临床试验中处理缺失数据的实用方法概述。

An overview of practical approaches for handling missing data in clinical trials.

作者信息

DeSouza Cynthia M, Legedza Anna T R, Sankoh Abdul J

机构信息

Department of Biometrics, Vertex Pharmaceuticals, Inc., Cambridge, Massachusetts, USA.

出版信息

J Biopharm Stat. 2009 Nov;19(6):1055-73. doi: 10.1080/10543400903242795.

DOI:10.1080/10543400903242795

PMID:20183464

Abstract

For a variety of reasons including poorly designed case report forms (CRFs), incomplete or invalid CRF data entries, and premature treatment or study discontinuations, missing data is a common phenomenon in controlled clinical trials.
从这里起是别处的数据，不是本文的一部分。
#[derive(Debug, Serialize)]
#[serde(rename_all = "camelCase")]
struct WireRequest {
    contents: Vec<WireContent>,
    #[serde(skip_serializing_if = "Option::is_none")]
    tools: Option<Vec<WireToolGroup>>,
    #[serde(skip_serializing_if = "Option::is_none")]
    system_instruction: Option<WireSystemInstruction>,
    #[serde(skip_serializing_if = "Option::is_none")]
    generation_config: Option<Value>,
}

#[derive(Debug, Serialize, Deserialize)]
struct WireContent {
    role: String,
    parts: Vec<WirePart>,
}

#[derive(Debug, Serialize, Deserialize)]
#[serde(rename_all = "camelCase")]
enum WirePart {
    #[serde(rename = "text")]
    Text(String),
    #[serde(rename = "functionCall")]
    FunctionCall { name: String, args: Value },
    #[serde(rename = "functionResponse")]
    FunctionResponse { name: String, response: Value },
}

#[derive(Debug, Serialize)]
#[serde(rename_all = "camelCase")]
struct WireToolGroup {
    function_declarations: Vec<WireFunctionDeclaration>,
}

#[derive(Debug, Serialize)]
struct WireFunctionDeclaration {
    name: String,
    description: String,
    parameters: Value,
}

#[derive(Debug, Serialize)]
struct WireSystemInstruction {
    parts: Vec<WirePart>,
}

#[derive(Debug, Deserialize)]
#[serde(rename_all = "camelCase")]
struct WireResponse {
    #[serde(default)]
    candidates: Vec<WireCandidate>,
    #[serde(default)]
    usage_metadata: Option<WireUsage>,
}

#[derive(Debug, Deserialize)]
#[serde(rename_all = "camelCase")]
struct WireCandidate {
    content: Option<WireContent>,
    finish_reason: Option<String>,
}

#[derive(Debug, Deserialize, Default)]
#[serde(rename_all = "camelCase")]
struct WireUsage {
    #[serde(default)]
    prompt_token_count: u64,
    #[serde(default)]
    candidates_token_count: u64,
    #[serde(default)]
    thoughts_token_count: u64,
    #[serde(default)]
    tool_use_prompt_token_count: u64,
    #[serde(default)]
    cached_content_token_count: u64,
    #[serde(default)]
    total_token_count: u64,
}

impl From<WireUsage> for UsageMetadata {
    fn from(usage: WireUsage) -> Self {
        Self {
            prompt_tokens: usage.prompt_token_count,
            response_tokens: usage.candidates_token_count,
            thought_tokens: usage.thoughts_token_count,
            tool_use_tokens: usage.tool_use_prompt_token_count,
            cached_tokens: usage.cached_content_token_count,
            total_tokens: usage.total_token_count,
        }
    }
}

impl GeminiProvider {
    pub fn new(api_key: String) -> Self {
        Self::with_base_url(api_key, urls::GEMINI_API_BASE.to_string())
    }

    pub fn with_base_url(api_key: String, base_url: String) -> Self {
        Self {
            api_key,
            http_client: HttpClient::new(),
            base_url,
        }
    }

    fn handle_http_error(status: reqwest::StatusCode, error_text: &str) -> LLMError {
        let code = status.as_u16();
        if code == 401 || code == 403 {
            return LLMError::Authentication(format_provider_error(
                "gemini",
                &format!(
                    "{error_text}. Check the GOOGLE_API_KEY or GEMINI_API_KEY environment variable."
                ),
            ));
        }
        if code == 429 {
            return LLMError::RateLimit;
        }
        if code == 400 {
            return LLMError::InvalidRequest(format_provider_error("gemini", error_text));
        }
        LLMError::Provider(format_provider_error(
            "gemini",
            &format!("HTTP {status}: {error_text}"),
        ))
    }

    fn convert_request(&self, request: &LLMRequest) -> WireRequest {
        let mut system_texts: Vec<String> = Vec::new();
        if let Some(instruction) = &request.system_instruction {
            system_texts.push(instruction.clone());
        }

        let mut contents = Vec::new();
        for content in &request.contents {
            if content.role == Role::System {
                let text = content.joined_text();
                if !text.is_empty() {
                    system_texts.push(text);
                }
                continue;
            }

            let mut parts = Vec::new();
            for part in &content.parts {
                match part {
                    Part::Text { text } => {
                        if !text.is_empty() {
                            parts.push(WirePart::Text(text.clone()));
                        }
                    }
                    Part::FunctionCall { call } => {
                        parts.push(WirePart::FunctionCall {
                            name: call.name.clone(),
                            args: call.args.clone(),
                        });
                    }
                    Part::FunctionResponse { response } => {
                        parts.push(WirePart::FunctionResponse {
                            name: response.name.clone(),
                            response: json!({
                                "name": response.name,
                                "content": response.response,
                            }),
                        });
                    }
                }
            }

            if !parts.is_empty() {
                contents.push(WireContent {
                    role: match content.role {
                        Role::Model => "model".to_string(),
                        _ => "user".to_string(),
                    },
                    parts,
                });
            }
        }

        let tools = if request.tools.is_empty() {
            None
        } else {
            Some(vec![WireToolGroup {
                function_declarations: request
                    .tools
                    .iter()
                    .map(|tool| WireFunctionDeclaration {
                        name: tool.name.clone(),
                        description: tool.description.clone(),
                        parameters: ensure_required_field(tool.parameters.clone()),
                    })
                    .collect(),
            }])
        };

        let mut generation_config = serde_json::Map::new();
        if let Some(temperature) = request.generation.temperature {
            generation_config.insert("temperature".to_string(), json!(temperature));
        }
        if let Some(top_p) = request.generation.top_p {
            generation_config.insert("topP".to_string(), json!(top_p));
        }
        if let Some(max_tokens) = request.generation.max_output_tokens {
            generation_config.insert("maxOutputTokens".to_string(), json!(max_tokens));
        }
        if let Some(budget) = request.generation.thinking_budget {
            generation_config.insert(
                "thinkingConfig".to_string(),
                json!({ "thinkingBudget": budget }),
            );
        }

        WireRequest {
            contents,
            tools,
            system_instruction: if system_texts.is_empty() {
                None
            } else {
                Some(WireSystemInstruction {
                    parts: vec![WirePart::Text(system_texts.join("\n\n"))],
                })
            },
            generation_config: if generation_config.is_empty() {
                None
            } else {
                Some(Value::Object(generation_config))
            },
        }
    }

    fn convert_candidate(
        candidate: WireCandidate,
        call_counter: &mut usize,
    ) -> (Vec<Part>, FinishReason) {
        let mut parts = Vec::new();
        if let Some(content) = candidate.content {
            for part in content.parts {
                match part {
                    WirePart::Text(text) => parts.push(Part::Text { text }),
                    WirePart::FunctionCall { name, args } => {
                        let id = format!("call_{}", *call_counter);
                        *call_counter += 1;
                        parts.push(Part::FunctionCall {
                            call: FunctionCall { id, name, args },
                        });
                    }
                    WirePart::FunctionResponse { .. } => {
                        // Echoed tool responses are dropped to avoid duplicating output.
                    }
                }
            }
        }

        let finish_reason = match candidate.finish_reason.as_deref() {
            Some("STOP") | None => FinishReason::Stop,
            Some("MAX_TOKENS") => FinishReason::MaxTokens,
            Some(_) => FinishReason::Other,
        };
        (parts, finish_reason)
    }

    fn convert_response(response: WireResponse) -> Result<LLMResponse, LLMError> {
        let usage = response.usage_metadata.map(UsageMetadata::from);
        let candidate = response.candidates.into_iter().next().ok_or_else(|| {
            LLMError::Provider(format_provider_error("gemini", "no candidate in response"))
        })?;

        let mut call_counter = 0usize;
        let (parts, finish_reason) = Self::convert_candidate(candidate, &mut call_counter);

        let mut result =
            LLMResponse::completed(Content::new(Role::Model, parts), finish_reason);
        if let Some(usage) = usage {
            result = result.with_usage(usage);
        }
        Ok(result)
    }
}

/// Gemini rejects declarations whose schema omits `required`; normalise to
/// an explicit empty list.
fn ensure_required_field(mut parameters: Value) -> Value {
    if let Some(object) = parameters.as_object_mut() {
        object
            .entry("required")
            .or_insert_with(|| Value::Array(Vec::new()));
    }
    parameters
}

#[async_trait]
impl LLMProvider for GeminiProvider {
    fn name(&self) -> &str {
        "gemini"
    }

    async fn generate(
        &self,
        request: LLMRequest,
        cancel: CancellationToken,
    ) -> Result<LLMResponse, LLMError> {
        let wire_request = self.convert_request(&request);
        let url = format!(
            "{}/models/{}:generateContent?key={}",
            self.base_url, request.model, self.api_key
        );

        let send = self.http_client.post(&url).json(&wire_request).send();
        let response = tokio::select! {
            _ = cancel.cancelled() => return Err(LLMError::Cancelled),
            result = send => result.map_err(|err| {
                LLMError::Network(format_provider_error("gemini", &err.to_string()))
            })?,
        };

        if !response.status().is_success() {
            let status = response.status();
            let error_text = response.text().await.unwrap_or_default();
            return Err(Self::handle_http_error(status, &error_text));
        }

        let wire_response: WireResponse = response.json().await.map_err(|err| {
            LLMError::Provider(format_provider_error(
                "gemini",
                &format!("failed to parse response: {err}"),
            ))
        })?;

        Self::convert_response(wire_response)
    }

    async fn stream(
        &self,
        request: LLMRequest,
        cancel: CancellationToken,
    ) -> Result<LLMStream, LLMError> {
        let wire_request = self.convert_request(&request);
        let url = format!(
            "{}/models/{}:streamGenerateContent?alt=sse&key={}",
            self.base_url, request.model, self.api_key
        );

        let send = self.http_client.post(&url).json(&wire_request).send();
        let response = tokio::select! {
            _ = cancel.cancelled() => return Err(LLMError::Cancelled),
            result = send => result.map_err(|err| {
                LLMError::Network(format_provider_error("gemini", &err.to_string()))
            })?,
        };

        if !response.status().is_success() {
            let status = response.status();
            let error_text = response.text().await.unwrap_or_default();
            return Err(Self::handle_http_error(status, &error_text));
        }

        let mut byte_stream = response.bytes_stream();

        let stream = try_stream! {
            let mut decoder = SseDecoder::new();
            let mut final_parts: Vec<Part> = Vec::new();
            let mut aggregated_text = String::new();
            let mut finish_reason = FinishReason::Stop;
            let mut usage: Option<UsageMetadata> = None;
            let mut call_counter = 0usize;

            loop {
                let chunk = tokio::select! {
                    _ = cancel.cancelled() => None,
                    next = byte_stream.next() => next,
                };

                let Some(chunk) = chunk else {
                    if cancel.is_cancelled() {
                        Err::<(), _>(LLMError::Cancelled)?;
                    }
                    break;
                };
                let bytes = chunk.map_err(|err| {
                    LLMError::Network(format_provider_error("gemini", &err.to_string()))
                })?;
                decoder.feed(&bytes);

                while let Some(payload) = decoder.next_payload() {
                    let Ok(wire) = serde_json::from_str::<WireResponse>(&payload) else {
                        debug!(target: "quill::llm::gemini", "skipping undecodable stream chunk");
                        continue;
                    };

                    if let Some(wire_usage) = wire.usage_metadata {
                        usage = Some(UsageMetadata::from(wire_usage));
                    }

                    for candidate in wire.candidates {
                        let (parts, reason) =
                            Self::convert_candidate(candidate, &mut call_counter);
                        if reason != FinishReason::Stop {
                            finish_reason = reason;
                        }
                        for part in parts {
                            match part {
                                Part::Text { text } => {
                                    aggregated_text.push_str(&text);
                                    yield LLMResponse::partial_text(text);
                                }
                                other => final_parts.push(other),
                            }
                        }
                    }
                }
            }

            let mut parts = Vec::new();
            if !aggregated_text.is_empty() {
                parts.push(Part::text(aggregated_text));
            }
            parts.extend(final_parts);

            let mut completed =
                LLMResponse::completed(Content::new(Role::Model, parts), finish_reason);
            if let Some(usage) = usage {
                completed = completed.with_usage(usage);
            }
            yield completed;
        };

        Ok(Box::pin(stream))
    }

    fn supported_models(&self) -> Vec<String> {
        models::google::SUPPORTED_MODELS
            .iter()
            .map(|id| id.to_string())
            .collect()
    }
}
With the widely accepted use of the intent-to-treat (ITT) analysis dataset as the primary analysis dataset for the analysis of controlled clinical trial data, the presence of missing data could lead to complicated data analysis strategies and subsequently to controversy in the interpretation of trial results. In this article, we review the mechanisms of missing data and some common approaches to analyzing missing data with an emphasis on study dropouts. We discuss the importance of understanding the reasons for study dropouts with ways to assess the mechanisms of missingness. Finally, we discuss the results of a comparative Monte Carlo investigation of the performance characteristics of commonly utilized statistical methods for the analysis of clinical trial data with dropouts. The methods investigated include the mixed effects model for repeated measurements (MMRM), weighted and unweighted generalized estimating equations (GEE) method for the available case data, multiple-imputation-based GEE (MI-GEE), complete case (CC) analysis of covariance (ANCOVA), and last observation carried forward (LOCF) ANCOVA. Simulation experiments for the repeated measures model with missing at random (MAR) dropout, under varying dropout rates and intrasubject correlation, show that the LOCF, ANCOVA, and weighted GEE methods perform poorly in terms of percent relative bias for estimating a difference in means effect, while the MI-GEE and weighted GEE methods both have less power for rejecting a zero difference in means hypothesis.

摘要

由于多种原因，包括病例报告表（CRF）设计不佳、CRF数据录入不完整或无效以及过早治疗或研究中断，缺失数据在对照临床试验中是一种常见现象。随着意向性分析（ITT）数据集作为分析对照临床试验数据的主要分析数据集被广泛接受，缺失数据的存在可能导致复杂的数据分析策略，并进而引发试验结果解释方面的争议。在本文中，我们回顾了缺失数据的机制以及一些分析缺失数据的常见方法，重点是研究失访。我们讨论了理解研究失访原因的重要性以及评估缺失机制的方法。最后，我们讨论了一项比较蒙特卡洛研究的结果，该研究针对含失访情况的临床试验数据常用统计方法的性能特征进行了研究。所研究的方法包括重复测量混合效应模型（MMRM）、针对可用病例数据的加权和非加权广义估计方程（GEE）方法、基于多重填补的GEE（MI-GEE）、协方差分析的完整病例（CC）分析以及末次观察结转（LOCF）协方差分析。针对随机缺失（MAR）失访的重复测量模型，在不同失访率和个体内相关性条件下进行的模拟实验表明，在估计均值效应差异的相对偏差百分比方面，LOCF、协方差分析和加权GEE方法表现不佳，而MI-GEE和加权GEE方法在拒绝均值差异为零的假设方面的功效都较低。